[DIRECTIONS FOR THIS TASK] Look for "WebServer" in the records and copy every line that has it.

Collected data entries
+ + +
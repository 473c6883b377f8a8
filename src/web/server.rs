//! Web server.

use std::net::SocketAddr;
use std::sync::Arc;

use tokio::net::TcpListener;

use crate::config::{Config, WebConfig};
use crate::upload::UploadService;
use crate::{Result, UploadError};

use super::handlers::AppState;
use super::router::create_router;

/// HTTP server for the upload service.
pub struct WebServer {
    /// Server address.
    addr: SocketAddr,
    /// Application state.
    app_state: Arc<AppState>,
    /// Web configuration.
    web_config: WebConfig,
}

impl WebServer {
    /// Create a new web server.
    ///
    /// Creates the upload directory if it does not exist yet.
    pub fn new(config: &Config) -> Result<Self> {
        let addr = format!("{}:{}", config.server.host, config.server.port)
            .parse::<SocketAddr>()
            .map_err(|e| {
                UploadError::Config(format!(
                    "invalid server address {}:{}: {e}",
                    config.server.host, config.server.port
                ))
            })?;

        let uploads = UploadService::from_config(&config.files)?;
        tracing::info!(
            upload_dir = %uploads.storage().base_path().display(),
            metadata = %uploads.store().path().display(),
            max_upload_mb = config.files.max_upload_size_mb,
            "Upload storage initialized"
        );

        Ok(Self {
            addr,
            app_state: Arc::new(AppState::new(uploads)),
            web_config: config.web.clone(),
        })
    }

    /// Get the server address.
    pub fn addr(&self) -> SocketAddr {
        self.addr
    }

    /// Run the web server.
    pub async fn run(self) -> std::result::Result<(), std::io::Error> {
        let router = create_router(self.app_state, &self.web_config);

        let listener = TcpListener::bind(self.addr).await?;
        let local_addr = listener.local_addr()?;

        tracing::info!("Servidor en puerto {}", local_addr.port());

        axum::serve(listener, router).await
    }

    /// Run the server and return the actual bound address.
    ///
    /// This is useful for testing when binding to port 0.
    pub async fn run_with_addr(self) -> std::result::Result<SocketAddr, std::io::Error> {
        let router = create_router(self.app_state, &self.web_config);

        let listener = TcpListener::bind(self.addr).await?;
        let local_addr = listener.local_addr()?;

        tracing::info!("Web server listening on http://{}", local_addr);

        tokio::spawn(async move {
            if let Err(e) = axum::serve(listener, router).await {
                tracing::error!("Web server error: {}", e);
            }
        });

        Ok(local_addr)
    }
}
//! Response DTOs for Web API.

use serde::Serialize;

use crate::upload::UploadedFileRecord;

/// Successful upload response: `{"ok": true, "metadata": {...}}`.
#[derive(Debug, Serialize)]
pub struct UploadResponse {
    pub ok: bool,
    /// The record appended to the metadata log.
    pub metadata: UploadedFileRecord,
}

impl UploadResponse {
    /// Create a new upload response.
    pub fn new(metadata: UploadedFileRecord) -> Self {
        Self { ok: true, metadata }
    }
}
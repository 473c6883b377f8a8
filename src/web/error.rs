//! API error handling.

use axum::{
    http::StatusCode,
    response::{IntoResponse, Response},
    Json,
};
use serde::Serialize;

use crate::UploadError;

/// Message returned for every unexpected failure.
pub const INTERNAL_ERROR_MESSAGE: &str = "Error interno";

/// API error codes.
#[derive(Debug, Clone, Copy, PartialEq, Eq)]
pub enum ErrorCode {
    /// Bad request (400).
    BadRequest,
    /// Internal server error (500).
    InternalError,
}

impl ErrorCode {
    /// Get the HTTP status code for this error.
    pub fn status_code(&self) -> StatusCode {
        match self {
            ErrorCode::BadRequest => StatusCode::BAD_REQUEST,
            ErrorCode::InternalError => StatusCode::INTERNAL_SERVER_ERROR,
        }
    }
}

/// Error response body: `{"ok": false, "error": "..."}`.
#[derive(Debug, Serialize)]
pub struct ErrorBody {
    pub ok: bool,
    pub error: String,
}

/// API error type.
#[derive(Debug)]
pub struct ApiError {
    code: ErrorCode,
    message: String,
}

impl ApiError {
    /// Create a new API error.
    pub fn new(code: ErrorCode, message: impl Into<String>) -> Self {
        Self {
            code,
            message: message.into(),
        }
    }

    /// Create a bad request error.
    pub fn bad_request(message: impl Into<String>) -> Self {
        Self::new(ErrorCode::BadRequest, message)
    }

    /// Create an internal server error.
    pub fn internal(message: impl Into<String>) -> Self {
        Self::new(ErrorCode::InternalError, message)
    }

    pub fn code(&self) -> ErrorCode {
        self.code
    }

    pub fn message(&self) -> &str {
        &self.message
    }
}

impl IntoResponse for ApiError {
    fn into_response(self) -> Response {
        let status = self.code.status_code();
        let body = ErrorBody {
            ok: false,
            error: self.message,
        };
        (status, Json(body)).into_response()
    }
}

impl std::fmt::Display for ApiError {
    fn fmt(&self, f: &mut std::fmt::Formatter<'_>) -> std::fmt::Result {
        write!(f, "{:?}: {}", self.code, self.message)
    }
}

impl std::error::Error for ApiError {}

impl From<UploadError> for ApiError {
    fn from(err: UploadError) -> Self {
        if err.is_client_error() {
            tracing::debug!(error = %err, "Upload rejected");
            return ApiError::bad_request(err.to_string());
        }
        tracing::error!("Internal error: {}", err);
        ApiError::internal(INTERNAL_ERROR_MESSAGE)
    }
}
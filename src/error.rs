//! Error types for the upload service.

use thiserror::Error;

/// Common error type for the upload service.
#[derive(Error, Debug)]
pub enum UploadError {
    /// The declared MIME type is not in the allow-list.
    #[error("Tipo de archivo no permitido")]
    Validation(String),

    /// The file is larger than the configured maximum.
    #[error("File too large (max {max_mb}MB)")]
    SizeLimit {
        /// Configured limit in megabytes.
        max_mb: u64,
    },

    /// The request carried no file part.
    #[error("No se envió archivo")]
    MissingFile,

    /// A file part arrived under a field name that is not accepted.
    #[error("Unexpected field")]
    UnexpectedField(String),

    /// The multipart body could not be parsed.
    #[error("invalid multipart data: {0}")]
    Multipart(String),

    /// I/O error.
    #[error("I/O error: {0}")]
    Io(#[from] std::io::Error),

    /// Metadata serialization error.
    #[error("JSON error: {0}")]
    Json(#[from] serde_json::Error),

    /// Configuration error.
    #[error("configuration error: {0}")]
    Config(String),
}

impl UploadError {
    /// Whether the error was caused by the client's request rather than the server.
    pub fn is_client_error(&self) -> bool {
        matches!(
            self,
            UploadError::Validation(_)
                | UploadError::SizeLimit { .. }
                | UploadError::MissingFile
                | UploadError::UnexpectedField(_)
                | UploadError::Multipart(_)
        )
    }
}

/// Result type alias for upload operations.
pub type Result<T> = std::result::Result<T, UploadError>;
//! Data Transfer Objects for Web API.

pub mod response;

pub use response::*;
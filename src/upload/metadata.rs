//! Append-only JSON metadata log.
//!
//! The log is a single pretty-printed JSON array. Every append reads the
//! whole array, pushes one entry and writes it back, all while holding the
//! store's lock so concurrent uploads cannot drop each other's entries.

use std::ffi::OsString;
use std::io;
use std::path::{Path, PathBuf};

use chrono::Utc;
use serde_json::Value;
use tokio::fs;
use tokio::sync::Mutex;

use super::record::UploadedFileRecord;
use crate::Result;

/// Metadata log stored at a fixed path.
#[derive(Debug)]
pub struct MetadataStore {
    path: PathBuf,
    lock: Mutex<()>,
}

impl MetadataStore {
    /// Create a store backed by `path`. The file is created on first append.
    pub fn new(path: impl Into<PathBuf>) -> Self {
        Self {
            path: path.into(),
            lock: Mutex::new(()),
        }
    }

    /// Path of the backing file.
    pub fn path(&self) -> &Path {
        &self.path
    }

    /// Append a record and return the number of entries now in the log.
    ///
    /// A missing or empty log counts as empty. Unparsable content also
    /// counts as empty, after being moved aside to a `.corrupt-<timestamp>`
    /// file next to the log.
    pub async fn append(&self, record: &UploadedFileRecord) -> Result<usize> {
        let _guard = self.lock.lock().await;

        let mut entries = self.read_entries().await?;
        entries.push(serde_json::to_value(record)?);
        self.write_entries(&entries).await?;

        tracing::debug!(
            stored_name = %record.stored_name,
            total = entries.len(),
            "Appended upload metadata"
        );
        Ok(entries.len())
    }

    /// Read every record in upload order.
    ///
    /// Entries that do not have the record shape are skipped.
    pub async fn records(&self) -> Result<Vec<UploadedFileRecord>> {
        let _guard = self.lock.lock().await;

        let records: Vec<UploadedFileRecord> = self
            .read_entries()
            .await?
            .into_iter()
            .filter_map(|entry| serde_json::from_value(entry).ok())
            .collect();
        Ok(records)
    }

    async fn read_entries(&self) -> Result<Vec<Value>> {
        let content = match fs::read_to_string(&self.path).await {
            Ok(content) => content,
            Err(e) if e.kind() == io::ErrorKind::NotFound => return Ok(Vec::new()),
            Err(e) => return Err(e.into()),
        };

        if content.trim().is_empty() {
            return Ok(Vec::new());
        }

        match serde_json::from_str::<Vec<Value>>(&content) {
            Ok(entries) => Ok(entries),
            Err(e) => {
                let backup = self.quarantine().await?;
                tracing::warn!(
                    error = %e,
                    path = %self.path.display(),
                    backup = %backup.display(),
                    "Metadata log is not a JSON array; starting a new one"
                );
                Ok(Vec::new())
            }
        }
    }

    /// Move the current log aside so its content is not lost.
    async fn quarantine(&self) -> Result<PathBuf> {
        let suffix = Utc::now().format("%Y%m%dT%H%M%S%.3fZ");
        let backup = self.sibling(&format!("corrupt-{suffix}"));
        fs::rename(&self.path, &backup).await?;
        Ok(backup)
    }

    async fn write_entries(&self, entries: &[Value]) -> Result<()> {
        if let Some(parent) = self.path.parent() {
            if !parent.as_os_str().is_empty() {
                fs::create_dir_all(parent).await?;
            }
        }

        let json = serde_json::to_string_pretty(entries)?;
        let tmp = self.sibling("tmp");
        fs::write(&tmp, json).await?;
        fs::rename(&tmp, &self.path).await?;
        Ok(())
    }

    /// `<log file name>.<suffix>` in the same directory as the log.
    fn sibling(&self, suffix: &str) -> PathBuf {
        let mut name = self
            .path
            .file_name()
            .map(OsString::from)
            .unwrap_or_else(|| OsString::from("metadata.json"));
        name.push(".");
        name.push(suffix);
        self.path.with_file_name(name)
    }
}
use std::process::ExitCode;

use tracing::{error, info, warn};

use docupload::{Config, WebServer};

#[tokio::main]
async fn main() -> ExitCode {
    // Load configuration
    let mut config = match Config::load("config.toml") {
        Ok(config) => config,
        Err(e) => {
            eprintln!("Failed to load config.toml: {e}");
            eprintln!("Using default configuration.");
            Config::default()
        }
    };

    // Initialize logging
    if let Err(e) = docupload::logging::init(&config.logging) {
        eprintln!("Failed to initialize logging: {e}");
        // Fall back to console-only logging
        docupload::logging::init_console_only(&config.logging.level);
    }

    if let Err(e) = config.apply_env_overrides() {
        warn!("Ignoring environment override: {e}");
    }

    if let Err(e) = config.validate() {
        error!("Invalid configuration: {e}");
        return ExitCode::FAILURE;
    }

    info!("docupload - document upload service");

    let server = match WebServer::new(&config) {
        Ok(server) => server,
        Err(e) => {
            error!("Failed to start web server: {e}");
            return ExitCode::FAILURE;
        }
    };

    if let Err(e) = server.run().await {
        error!("Web server error: {e}");
        return ExitCode::FAILURE;
    }

    ExitCode::SUCCESS
}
+ + +
[THE COMPLETED TASK]
pub struct WebServer {
impl WebServer {
use docupload::{Config, WebServer};
    let server = match WebServer::new(&config) {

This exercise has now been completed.